O Bayern ganha a Liga dos Campeões em 2001, 2013 e 2020. «O merchandising do Bayern é uma coisa impressionante também. Além da publicidade, eles têm a capacidade de promover a marca por todo o lado. São muito agressivos, no bom sentido», continua o português do Greuther Furth. «No Oktoberfest há sempre futebolistas de caneca de cerveja na mão, no meio dos adeptos, a promover a ligação do Bayern à cidade.»

Uma das diferenças entre o Bayern e o Barcelona, adverte Sérgio Pinto, é a estabilidade financeira, já se percebeu. «É impossível na Alemanha um clube ter dívidas como o Barcelona tem. A DFB [federação] faz um controlo apertadíssimo nos licenciamentos, não facilitam em nada. Nem nos escalões inferiores. Na Bundesliga 3, por exemplo, nenhum clube pode participar se o estádio não tiver, pelo menos, dez mil lugares sentados.»

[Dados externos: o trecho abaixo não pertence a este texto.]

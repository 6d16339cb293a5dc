use crate::{Interval, Vec3};

/// Axis-aligned bounding box used by the acceleration nodes.
///
/// An AABB is defined by three intervals (one per axis) that bound a 3D volume.
#[derive(Debug, Copy, Clone, PartialEq)]
pub struct Aabb {
    pub x: Interval,
    pub y: Interval,
    pub z: Interval,
}

impl Aabb {
    /// Create an AABB from two corner points.
    pub fn from_points(a: Vec3, b: Vec3) -> Self {
        let x = Interval::new(a.x.min(b.x), a.x.max(b.x));
        let y = Interval::new(a.y.min(b.y), a.y.max(b.y));
        let z = Interval::new(a.z.min(b.z), a.z.max(b.z));

        let mut aabb = Self { x, y, z };
        aabb.pad_to_minimums();
        aabb
    }

    /// Create an AABB that surrounds two other AABBs.
    pub fn surrounding(box0: &Aabb, box1: &Aabb) -> Self {
        Self {
            x: Interval::surrounding(&box0.x, &box1.x),
            y: Interval::surrounding(&box0.y, &box1.y),
            z: Interval::surrounding(&box0.z, &box1.z),
        }
    }

    /// Grow the box so that it contains `p`.
    pub fn include_point(&self, p: Vec3) -> Self {
        Self {
            x: self.x.include(p.x),
            y: self.y.include(p.y),
            z: self.z.include(p.z),
        }
    }

    /// Get the interval for a specific axis (0=X, 1=Y, 2=Z).
    pub fn axis_interval(&self, n: usize) -> Interval {
        match n {
            0 => self.x,
            1 => self.y,
            _ => self.z,
        }
    }

    #[inline]
    pub fn min(&self) -> Vec3 {
        Vec3::new(self.x.min, self.y.min, self.z.min)
    }

    #[inline]
    pub fn max(&self) -> Vec3 {
        Vec3::new(self.x.max, self.y.max, self.z.max)
    }

    /// True if `p` lies inside or on the boundary of the box.
    pub fn contains(&self, p: Vec3) -> bool {
        self.x.contains(p.x) && self.y.contains(p.y) && self.z.contains(p.z)
    }

    /// Slab test against a ray given by its origin and inverse direction.
    ///
    /// Returns the parameter range `(t_enter, t_exit)` where the ray is inside
    /// the box, clipped to `ray_t`, or `None` when the slabs do not overlap.
    pub fn hit(&self, origin: Vec3, inv_direction: Vec3, mut ray_t: Interval) -> Option<(f32, f32)> {
        for axis in 0..3 {
            let slab = self.axis_interval(axis);
            let inv = inv_direction[axis];
            let o = origin[axis];

            let mut t0 = (slab.min - o) * inv;
            let mut t1 = (slab.max - o) * inv;
            if inv < 0.0 {
                std::mem::swap(&mut t0, &mut t1);
            }
            // NaN (origin on a slab with a parallel ray) leaves the range untouched
            ray_t.min = t0.max(ray_t.min);
            ray_t.max = t1.min(ray_t.max);
            if ray_t.max < ray_t.min {
                return None;
            }
        }
        Some((ray_t.min, ray_t.max))
    }

    /// Pad intervals to avoid zero-width AABBs (degenerate cases).
    fn pad_to_minimums(&mut self) {
        let delta = 0.0001;
        if self.x.size() < delta {
            self.x = self.x.expand(delta);
        }
        if self.y.size() < delta {
            self.y = self.y.expand(delta);
        }
        if self.z.size() < delta {
            self.z = self.z.expand(delta);
        }
    }

    /// Returns the index (0=X, 1=Y, 2=Z) of the axis with the longest extent.
    pub fn longest_axis(&self) -> usize {
        let x_size = self.x.size();
        let y_size = self.y.size();
        let z_size = self.z.size();

        if x_size > y_size && x_size > z_size {
            0
        } else if y_size > z_size {
            1
        } else {
            2
        }
    }

    /// Returns the center point of the bounding box.
    pub fn centroid(&self) -> Vec3 {
        (self.min() + self.max()) * 0.5
    }

    pub const EMPTY: Aabb = Aabb {
        x: Interval::EMPTY,
        y: Interval::EMPTY,
        z: Interval::EMPTY,
    };
}
//! Cornell box demo.
//!
//! Renders a Cornell box with either integrator and saves a PNG.
//!
//! ```text
//! cargo run --release -p lux_render --example cornell -- [path|photon] [settings.json]
//! ```

use anyhow::{bail, Context, Result};
use lux_render::{
    Aperture, Camera, Color, Event, ImageBuffer, Integrator, Material, MaterialGrid, Medium, Mesh, Node,
    PathTracer, PhotonEmitter, PhotonMapper, PointLight, Primitive, RenderSettings, Renderer,
    Scene, Sphere, UvPlane, Vec3,
};
use lux_math::Mat4;
use std::sync::Arc;

fn main() -> Result<()> {
    env_logger::Builder::from_env(env_logger::Env::default().default_filter_or("info")).init();

    let mut args = std::env::args().skip(1);
    let mode = args.next().unwrap_or_else(|| "path".to_string());
    let settings = match args.next() {
        Some(path) => RenderSettings::from_path(&path)
            .with_context(|| format!("loading settings from {path}"))?,
        None => RenderSettings::new()
            .with_resolution(400, 400)
            .with_samples(64)
            .with_seed(1),
    };
    settings.validate()?;

    let start = std::time::Instant::now();
    let scene = build_scene(&settings);
    log::info!(
        "scene built in {:?}: {} primitives, {} lights",
        start.elapsed(),
        scene.world().primitive_count(),
        scene.lights().len()
    );

    let camera = Camera::from_settings(&settings)
        .with_position(Vec3::new(0.0, 0.0, 3.6), Vec3::ZERO, Vec3::Y)
        .with_lens(40.0, settings.aperture, settings.focus_distance.max(3.6));

    let image = match mode.as_str() {
        "path" => render(PathTracer::new(settings.clone()), camera, &scene),
        "photon" => {
            let maps = PhotonEmitter::new(&settings).emit_point_lights(&scene, scene.medium());
            render(PhotonMapper::new(settings.clone(), maps), camera, &scene)
        }
        other => bail!("unknown mode '{other}', expected 'path' or 'photon'"),
    };

    let filename = format!("cornell_{mode}.png");
    save_png(&image, &filename)?;
    log::info!("saved {filename}");
    Ok(())
}

fn render<I: Integrator>(integrator: I, camera: Camera, scene: &Scene) -> ImageBuffer {
    let mut renderer = Renderer::new(integrator, camera);
    renderer.render(scene);
    renderer.into_result()
}

fn save_png(image: &ImageBuffer, filename: &str) -> Result<()> {
    let buffer = image::RgbaImage::from_raw(image.width, image.height, image.to_rgba())
        .context("image buffer has the wrong size")?;
    buffer
        .save(filename)
        .with_context(|| format!("writing {filename}"))?;
    Ok(())
}

fn diffuse(color: Color) -> Arc<Material> {
    Arc::new(Material::new().with_event(Arc::new(Event::diffuse(color, 0.7))))
}

fn build_scene(settings: &RenderSettings) -> Scene {
    let white = diffuse(Color::splat(0.75));
    let red = diffuse(Color::new(0.75, 0.15, 0.15));
    let green = diffuse(Color::new(0.15, 0.75, 0.15));
    let dark = diffuse(Color::splat(0.2));

    let air = Arc::new(Medium::vacuum());
    let glass = Arc::new(Medium::new(1.5));
    let mirror = Arc::new(Material::new().with_event(Arc::new(Event::mirror(0.95))));
    let clear = Arc::new(
        Material::new().with_event(Arc::new(settings.transmission(glass, air.clone(), 0.95))),
    );
    // shared events across a two-lobe plastic
    let plastic = Arc::new(
        Material::new()
            .with_event(Arc::new(Event::diffuse(Color::new(0.2, 0.3, 0.7), 0.6)))
            .with_event(Arc::new(Event::glossy(Color::ONE, 60.0, 0.3))),
    );

    let corner = Vec3::splat(-1.0);
    let (x2, y2, z2) = (Vec3::X * 2.0, Vec3::Y * 2.0, Vec3::Z * 2.0);
    let floor = MaterialGrid::checker(8, 8, white.clone(), dark);

    let mut primitives: Vec<Primitive> = vec![
        UvPlane::new(corner, x2, z2, Arc::new(floor)).into(),
        UvPlane::quad(Vec3::new(-1.0, 1.0, -1.0), x2, z2, white.clone()).into(),
        UvPlane::quad(corner, x2, y2, white).into(),
        UvPlane::quad(corner, z2, y2, red).into(),
        UvPlane::quad(Vec3::new(1.0, -1.0, -1.0), z2, y2, green).into(),
        Sphere::new(Vec3::new(-0.45, -0.65, -0.35), 0.35, mirror).into(),
        Sphere::new(Vec3::new(0.45, -0.65, 0.3), 0.35, clear).into(),
    ];

    // portal pair set into the side walls
    let left = (Vec3::new(-0.99, -0.1, -0.7), Vec3::new(0.0, 0.0, 0.5), Vec3::Y * 0.5);
    let right = (Vec3::new(0.99, -0.1, -0.2), Vec3::new(0.0, 0.0, -0.5), Vec3::Y * 0.5);
    let (to_right, to_left) = Event::portal_pair(
        Aperture::new(left.0, left.1, left.2),
        Aperture::new(right.0, right.1, right.2),
        1.0,
    );
    for ((origin, edge_u, edge_v), event) in [(left, to_right), (right, to_left)] {
        let portal = Arc::new(Material::new().with_event(Arc::new(event)));
        primitives.push(UvPlane::quad(origin, edge_u, edge_v, portal).into());
    }

    // a small tetrahedron hanging from the ceiling
    let tetra = Mesh::new(
        vec![
            Vec3::new(0.0, 1.0, 0.0),
            Vec3::new(-1.0, -1.0, 1.0),
            Vec3::new(1.0, -1.0, 1.0),
            Vec3::new(0.0, -1.0, -1.0),
        ],
        vec![[0, 1, 2], [0, 2, 3], [0, 3, 1], [1, 3, 2]],
    )
    .transformed(&(Mat4::from_translation(Vec3::new(0.1, 0.35, -0.4)) * Mat4::from_scale(Vec3::splat(0.2))));
    primitives.extend(Arc::new(tetra).triangles(Arc::new(MaterialGrid::uniform(plastic))));

    Scene::new(Node::build_tree(primitives))
        .with_medium(air)
        .with_light(PointLight::new(Vec3::new(0.0, 0.85, 0.0), Color::splat(3.0)))
}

Falta falar de um aspeto muito relevante, lembrado por Sérgio Pinto: a famosa regra dos 50 +1. «De forma resumida, isso significa que a maioria do capital tem de pertencer ao clube. Mais de 50 por cento. Isso faz com que o Bayern domine o seu destino e se permita a estar completamente aberto aos sócios e adeptos. Lembro-me também de ler que o Bayern já ajudou clubes alemães em dificuldades. O St. Pauli, o Hansa Rostock e até rivais como o 1860 Munique e o Borussia Dortmund. São um caso à parte.»

E assim o Bayern cresce, multiplica-se na sua influência e alimenta-se das feridas impostas aos opositores. São 17 campeonatos em 25 anos, os últimos nove consecutivos! Números impressionantes sobre um clube que «ou se ama ou se detesta» dentro das fronteiras alemãs.

O Benfica não podia estar mais avisado.